Recently, I hired a team of SEO experts who have been doing a great job at cleaning the website metadata, image speed, and more. I am thinking I should include those services in my offering and propose SEO services (testing a landing page right now).

How are you doing today and what does the future look like?

Today, I focus on two strategies: one short-term and one long-term.

  • The long-term one is I just need to focus on my SEO by creating content that is worth reading and sharing and that will hopefully bring more sales. I do not want to invest too much money, but it's always a trade-off between my time spent understanding SEO and doing OK work, or hiring an expert who will be much more efficient than me. I want to hire someone but I first need some revenues and this is where my short-term strategy comes up.
  • As a short-term strategy, I want to continue creating turnkey websites and selling them, and my next step would be to offer website creation packages: for example, a busy entrepreneur who launched his new business needs a website. By booking a time in my calendar (all automatic of course!), for €200 he/she connects with me on Zoom, and we create a website using DareToCloud services!

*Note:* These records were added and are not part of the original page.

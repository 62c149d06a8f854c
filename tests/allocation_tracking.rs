// Allocation tracking for the bus-side path.
//
// dhat only allows one profiler at a time, so tests here are marked #[serial].
//
// cargo test --test allocation_tracking -- --nocapture

use serial_test::serial;
use slave_mqueue::{BusEvent, QueueBuilder};

#[global_allocator]
static ALLOC: dhat::Alloc = dhat::Alloc;

#[test]
#[serial]
fn steady_state_event_handling_does_not_allocate() {
    let _profiler = dhat::Profiler::builder().testing().build();

    // Setup allocates the arena and the shared state once.
    let (mut producer, consumer) = QueueBuilder::new().with_address(0x10).build().unwrap();
    let mut buf = [0u8; 256];

    // Warm up past the first eviction so lazily registered log callsites are already in place.
    for _ in 0..64 {
        let _ = producer.handle_event(BusEvent::Start { broadcast: false });
        let _ = producer.handle_event(BusEvent::Byte(0));
        let _ = producer.handle_event(BusEvent::Stop);
    }
    let _ = consumer.drain(&mut buf).unwrap();
    let before = dhat::HeapStats::get();

    for n in 0..10_000u32 {
        let _ = producer.handle_event(BusEvent::Start { broadcast: n % 5 == 0 });
        for b in n.to_le_bytes() {
            let _ = producer.handle_event(BusEvent::Byte(b));
        }
        let _ = producer.handle_event(BusEvent::Other);
        let _ = producer.handle_event(BusEvent::Stop);

        if n % 3 == 0 {
            let _ = consumer.drain(&mut buf).unwrap();
        }
    }

    let after = dhat::HeapStats::get();
    println!(
        "setup: {} blocks / {} bytes, steady state: {} new blocks",
        before.total_blocks,
        before.total_bytes,
        after.total_blocks - before.total_blocks
    );
    dhat::assert_eq!(after.total_blocks, before.total_blocks);
    assert_eq!(consumer.stats().finalized, 10_064);
}
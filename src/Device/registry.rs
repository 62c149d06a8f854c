use super::device::{MqueueDevice, ReadEndpoint, SlaveBus};
use super::spec::DeviceSpec;
use crate::error::{MqueueError, Result};
use crate::Debug::DumpConfig;
use parking_lot::Mutex;
use std::collections::HashMap;
use std::sync::Arc;

/// Devices instantiated at runtime, keyed by `(bus id, address)`.
pub struct DeviceRegistry {
    devices: Mutex<HashMap<(i32, u8), MqueueDevice>>,
    dump: Arc<DumpConfig>,
}

impl DeviceRegistry {
    /// Every device created here shares `dump`, so one toggle covers all buses.
    pub fn new(dump: Arc<DumpConfig>) -> Self {
        Self {
            devices: Mutex::new(HashMap::new()),
            dump,
        }
    }

    /// Handle a `new_device` line such as `"slave-mqueue 0x1013"` for `bus`.
    pub fn new_device(&self, bus: Arc<dyn SlaveBus>, line: &str) -> Result<ReadEndpoint> {
        let spec = DeviceSpec::parse(line)?;
        self.attach(bus, spec)
    }

    pub fn attach(&self, bus: Arc<dyn SlaveBus>, spec: DeviceSpec) -> Result<ReadEndpoint> {
        let key = (bus.bus_id(), spec.address);
        let mut devices = self.devices.lock();
        if devices.contains_key(&key) {
            return Err(MqueueError::AlreadyExists {
                bus_id: key.0,
                address: key.1,
            });
        }

        let device = MqueueDevice::probe(bus, spec, Arc::clone(&self.dump))?;
        let endpoint = device.endpoint().clone();
        devices.insert(key, device);
        Ok(endpoint)
    }

    /// Handle a `delete_device` line such as `"0x1013"` for `bus_id`.
    pub fn delete_device(&self, bus_id: i32, line: &str) -> Result<()> {
        let address = DeviceSpec::parse_delete(line)?;
        let device = self
            .devices
            .lock()
            .remove(&(bus_id, address))
            .ok_or(MqueueError::NotFound { bus_id, address })?;
        device.remove();
        Ok(())
    }

    pub fn endpoint(&self, bus_id: i32, address: u8) -> Option<ReadEndpoint> {
        self.devices
            .lock()
            .get(&(bus_id, address))
            .map(|device| device.endpoint().clone())
    }

    /// Run `f` against the device at `(bus_id, address)` with the registry locked.
    pub fn with_device<R>(
        &self,
        bus_id: i32,
        address: u8,
        f: impl FnOnce(&MqueueDevice) -> R,
    ) -> Option<R> {
        self.devices.lock().get(&(bus_id, address)).map(f)
    }

    pub fn len(&self) -> usize {
        self.devices.lock().len()
    }

    pub fn is_empty(&self) -> bool {
        self.devices.lock().is_empty()
    }

    pub fn dump_config(&self) -> &Arc<DumpConfig> {
        &self.dump
    }
}
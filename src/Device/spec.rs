use crate::error::{MqueueError, Result};
use crate::MQueue::MAX_SLAVE_ADDRESS;

/// Driver name, also the only accepted device type.
pub const DEVICE_NAME: &str = "slave-mqueue";

/// Compatible strings this driver binds to.
pub const COMPATIBLE: &[&str] = &["slave-mqueue"];

/// Own-slave flag in the `new_device` address syntax (`0x1000 | addr`).
pub const NEW_DEVICE_SLAVE_FLAG: u32 = 0x1000;

/// Own-slave flag in a firmware `reg` property (`0x4000_0000 | addr`).
pub const REG_OWN_SLAVE_ADDRESS: u32 = 0x4000_0000;

/// A request to instantiate a queue at one of our own slave addresses.
#[derive(Clone, Debug, PartialEq, Eq)]
pub struct DeviceSpec {
    pub name: String,
    pub address: u8,
}

impl DeviceSpec {
    pub fn new(address: u8) -> Result<Self> {
        if address as u16 > MAX_SLAVE_ADDRESS {
            return Err(MqueueError::InvalidAddress(address as u32));
        }
        Ok(Self {
            name: DEVICE_NAME.to_string(),
            address,
        })
    }

    /// Parse a `new_device` line such as `"slave-mqueue 0x1013"`.
    ///
    /// The address must carry the own-slave flag; a plain address would describe a remote
    /// device we talk to, not one we impersonate.
    pub fn parse(line: &str) -> Result<Self> {
        let mut parts = line.split_whitespace();
        let (name, raw) = match (parts.next(), parts.next(), parts.next()) {
            (Some(name), Some(raw), None) => (name, raw),
            _ => {
                return Err(MqueueError::InvalidDeviceSpec(format!(
                    "expected \"<name> <address>\", got {line:?}"
                )))
            }
        };

        if !is_compatible(name) {
            return Err(MqueueError::InvalidDeviceSpec(format!(
                "unsupported device {name:?}"
            )));
        }

        let value = parse_address(raw)?;
        if value & NEW_DEVICE_SLAVE_FLAG == 0 {
            return Err(MqueueError::InvalidDeviceSpec(format!(
                "{raw} lacks the own-slave flag {NEW_DEVICE_SLAVE_FLAG:#x}"
            )));
        }
        Self::new(checked_address(value & !NEW_DEVICE_SLAVE_FLAG)?)
    }

    /// Build from a firmware `reg` value, e.g. `0x13 | REG_OWN_SLAVE_ADDRESS`.
    pub fn from_reg(reg: u32) -> Result<Self> {
        if reg & REG_OWN_SLAVE_ADDRESS == 0 {
            return Err(MqueueError::InvalidDeviceSpec(format!(
                "reg {reg:#x} lacks the own-slave flag"
            )));
        }
        Self::new(checked_address(reg & !REG_OWN_SLAVE_ADDRESS)?)
    }

    /// The address part of a `delete_device` line, in `new_device` syntax.
    pub fn parse_delete(line: &str) -> Result<u8> {
        let value = parse_address(line.trim())?;
        checked_address(value & !NEW_DEVICE_SLAVE_FLAG)
    }
}

pub fn is_compatible(name: &str) -> bool {
    COMPATIBLE.contains(&name)
}

fn parse_address(raw: &str) -> Result<u32> {
    let parsed = match raw.strip_prefix("0x").or_else(|| raw.strip_prefix("0X")) {
        Some(hex) => u32::from_str_radix(hex, 16),
        None => raw.parse::<u32>(),
    };
    parsed.map_err(|e| MqueueError::InvalidDeviceSpec(format!("bad address {raw:?}: {e}")))
}

fn checked_address(value: u32) -> Result<u8> {
    if value > MAX_SLAVE_ADDRESS as u32 {
        return Err(MqueueError::InvalidAddress(value));
    }
    Ok(value as u8)
}
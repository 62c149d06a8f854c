// Simulated bus traffic into a slave queue, drained by a blocking reader.
//
// cargo run --example bus_replay -- [messages] [--dump]
// RUST_LOG=slave_mqueue=debug cargo run --example bus_replay -- 500 --dump

use slave_mqueue::Debug::DumpConfig;
use slave_mqueue::{BusEvent, MqueueError, QueueBuilder};
use std::env;
use std::sync::atomic::{AtomicBool, Ordering};
use std::sync::Arc;
use std::thread;
use std::time::Duration;
use tracing::{info, warn};
use tracing_subscriber::EnvFilter;

const BUS_ID: i32 = 1;
const ADDRESS: u16 = 0x13;

fn main() -> Result<(), MqueueError> {
    let filter = EnvFilter::try_from_default_env().unwrap_or_else(|_| EnvFilter::new("info"));
    tracing_subscriber::fmt().with_env_filter(filter).init();

    let args: Vec<String> = env::args().collect();
    let messages: usize = args.get(1).and_then(|s| s.parse().ok()).unwrap_or(100);
    let dump = Arc::new(DumpConfig::new(args.iter().any(|a| a == "--dump"), BUS_ID));

    let (mut producer, consumer) = QueueBuilder::new()
        .with_bus_id(BUS_ID)
        .with_address(ADDRESS)
        .with_dump(dump)
        .build()?;

    let running = Arc::new(AtomicBool::new(true));
    let running_for_handler = Arc::clone(&running);
    ctrlc::set_handler(move || {
        running_for_handler.store(false, Ordering::SeqCst);
    })
    .expect("Error setting Ctrl+C handler");

    let bus_running = Arc::clone(&running);
    let bus = thread::spawn(move || {
        let mut rng = fastrand::Rng::with_seed(0x5EED);
        for n in 0..messages {
            if !bus_running.load(Ordering::SeqCst) {
                break;
            }

            let broadcast = n % 10 == 0;
            let _ = producer.handle_event(BusEvent::Start { broadcast });
            // Every so often the master sends more than we can hold.
            let len = if n % 37 == 36 { 300 } else { rng.usize(1..24) };
            // Overflow bytes come back Truncated; a real controller would NAK them.
            for i in 0..len {
                let _ = producer.handle_event(BusEvent::Byte(i as u8));
            }
            let _ = producer.handle_event(BusEvent::Stop);

            thread::sleep(Duration::from_micros(rng.u64(50..500)));
        }
        info!("bus finished");
        // Dropping the producer disconnects the reader once it has drained the rest.
    });

    let mut received = 0usize;
    loop {
        match consumer.receive_blocking() {
            Ok(msg) => {
                received += 1;
                if received % 25 == 0 {
                    info!(received, len = msg.len(), "reader progress");
                }
            }
            Err(MqueueError::Disconnected) => break,
            Err(e) => {
                warn!(error = %e, "read failed");
                break;
            }
        }
    }

    bus.join().expect("bus thread panicked");
    let stats = consumer.stats();
    info!(
        received,
        finalized = stats.finalized,
        evicted = stats.evicted,
        truncated = stats.truncated,
        "done"
    );
    Ok(())
}
use thiserror::Error;

/// Errors surfaced by the queue, its lifecycle helpers and the C ABI.
#[derive(Debug, Error, Clone, PartialEq, Eq)]
pub enum MqueueError {
    /// The oldest message did not fit the reader's buffer. It has been dropped regardless.
    #[error("message of {len} bytes does not fit in a {capacity} byte buffer")]
    TooLarge { len: usize, capacity: usize },

    #[error("producer has terminated")]
    Disconnected,

    #[error("failed to allocate {slots} message slots")]
    Allocation { slots: usize },

    #[error("invalid slave address {0:#x} (expected a 7-bit address)")]
    InvalidAddress(u32),

    #[error("invalid device spec: {0}")]
    InvalidDeviceSpec(String),

    #[error("bus {bus_id} refused slave {address:#04x}: {reason}")]
    Registration {
        bus_id: i32,
        address: u8,
        reason: String,
    },

    #[error("no device at {address:#04x} on bus {bus_id}")]
    NotFound { bus_id: i32, address: u8 },

    #[error("a device already occupies {address:#04x} on bus {bus_id}")]
    AlreadyExists { bus_id: i32, address: u8 },
}

impl MqueueError {
    /// Negative errno equivalent, used at the C boundary.
    pub fn errno(&self) -> i32 {
        match self {
            MqueueError::TooLarge { .. } => -libc::EOVERFLOW,
            MqueueError::Disconnected => -libc::EPIPE,
            MqueueError::Allocation { .. } => -libc::ENOMEM,
            MqueueError::InvalidAddress(_) | MqueueError::InvalidDeviceSpec(_) => -libc::EINVAL,
            MqueueError::Registration { .. } => -libc::EBUSY,
            MqueueError::NotFound { .. } => -libc::ENOENT,
            MqueueError::AlreadyExists { .. } => -libc::EEXIST,
        }
    }
}

pub type Result<T> = std::result::Result<T, MqueueError>;
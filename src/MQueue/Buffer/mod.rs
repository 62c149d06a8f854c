pub mod Buffer;
pub mod Buffer_impl;

pub use Buffer::{MessageRing, MessageSlot, MIN_MESSAGE_LEN, MSG_BUF_SIZE, NO_DATA, QUEUE_SIZE}; // re-export for stable path
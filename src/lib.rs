//! Passive bus-slave message queue.
//!
//! Bytes written to us by a bus master arrive one event at a time. The [`Producer`] assembles
//! them into messages, a bounded ring keeps the most recent ones (evicting the oldest when full)
//! and a single [`Consumer`] drains them one message per call.
//!
//! ```
//! use slave_mqueue::{BusEvent, QueueBuilder};
//!
//! let (mut producer, consumer) = QueueBuilder::new().with_address(0x10).build().unwrap();
//!
//! let _ = producer.handle_event(BusEvent::Start { broadcast: false });
//! let _ = producer.handle_event(BusEvent::Byte(0x01));
//! let _ = producer.handle_event(BusEvent::Stop);
//!
//! let mut buf = [0u8; 256];
//! let drained = consumer.drain(&mut buf).unwrap();
//! assert_eq!(&buf[..drained.len], &[0x20, 0x01]);
//! ```

// Module naming follows project convention (MQueue = slave message queue)
#[allow(non_snake_case)]
pub mod MQueue;
#[allow(non_snake_case)]
pub mod Core;
#[allow(non_snake_case)]
pub mod Debug;
#[allow(non_snake_case)]
pub mod Device;

pub mod error;
pub mod ffi;

pub use error::{MqueueError, Result};
pub use MQueue::Buffer::{MSG_BUF_SIZE, QUEUE_SIZE};
pub use MQueue::Structs::{BusEvent, Drained, EventOutcome, QueueStats};
pub use MQueue::{Consumer, Producer, QueueBuilder};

I think that short-term revenues have the sole objective of funding long-term plans to further develop my online presence.

Regarding operations, I am in business with several WordPress maintenance reselling companies who can provide me with a team of experts as soon as I have a new client. By being a pure client-facing business, I can better control my message and focus on growth.

Through starting the business, have you learned anything particularly helpful or advantageous?

A very important thing that I learned is that you should test before launching, test a tool or a provider as a client yourself before setting your solution. When I was able to test my hosting service because I had my website to understand better how the support service works, and how to find the features and interface user-friendly it was just by testing it myself. A mistake I made was to prefer cheap options, then take the time to test them and learn from those tests.

Also, looking at the competition is one of the most useful things, and the best time spent as you understand their marketing strategy and what pain points they solve for their customers of course, for SEO reasons, this is the best way to rank next to them, and eventually beat them. By noting down and learning about this competition (both local and international), I learned a lot on how to position my product, and what to add as features.

What platform/tools do you use for your business?

I love ‘free and then pay’ tools that follow your business's growth. You do not need an expensive tool suite to start getting your first clients. The platforms I use are Apollo for emails, Hubspot for the CRM and forms, and a nice STRIPE check-out link for the service orders. All other services are sold via the GoDaddy Reseller program. If I need a quick fix or data scraping help I usually go to Flippa.com.

What have been the most influential books, podcasts, or other resources?

I don't like reading but I love product newsletters like 10Words, PitchWall, BetaList… I recommend subscribing to their newsletters and exploring the tools that sound appealing to you! Also, sometimes, great tool tools are great in marketing, and they can give you ideas for your product!

Advice for other entrepreneurs who want to get started or are just starting out?

Draft your idea, focus on the problem not the solution (what / Why do you do this company), and create a simple landing page using a CRM (to collect and trace data) that will explain your offering and start advertising it to ‘test’ it into the market.

The fun thing is: that I am giving this advice while I am first building ‘cool new features’ or adding services to my offering without knowing if anyone would be interested! I had the chance to participate in a contest during my studies in North Carolina and won a 5,000 USD prize with JUST 10 slides and a good pitch. I spent hours on the pitch, not the solution.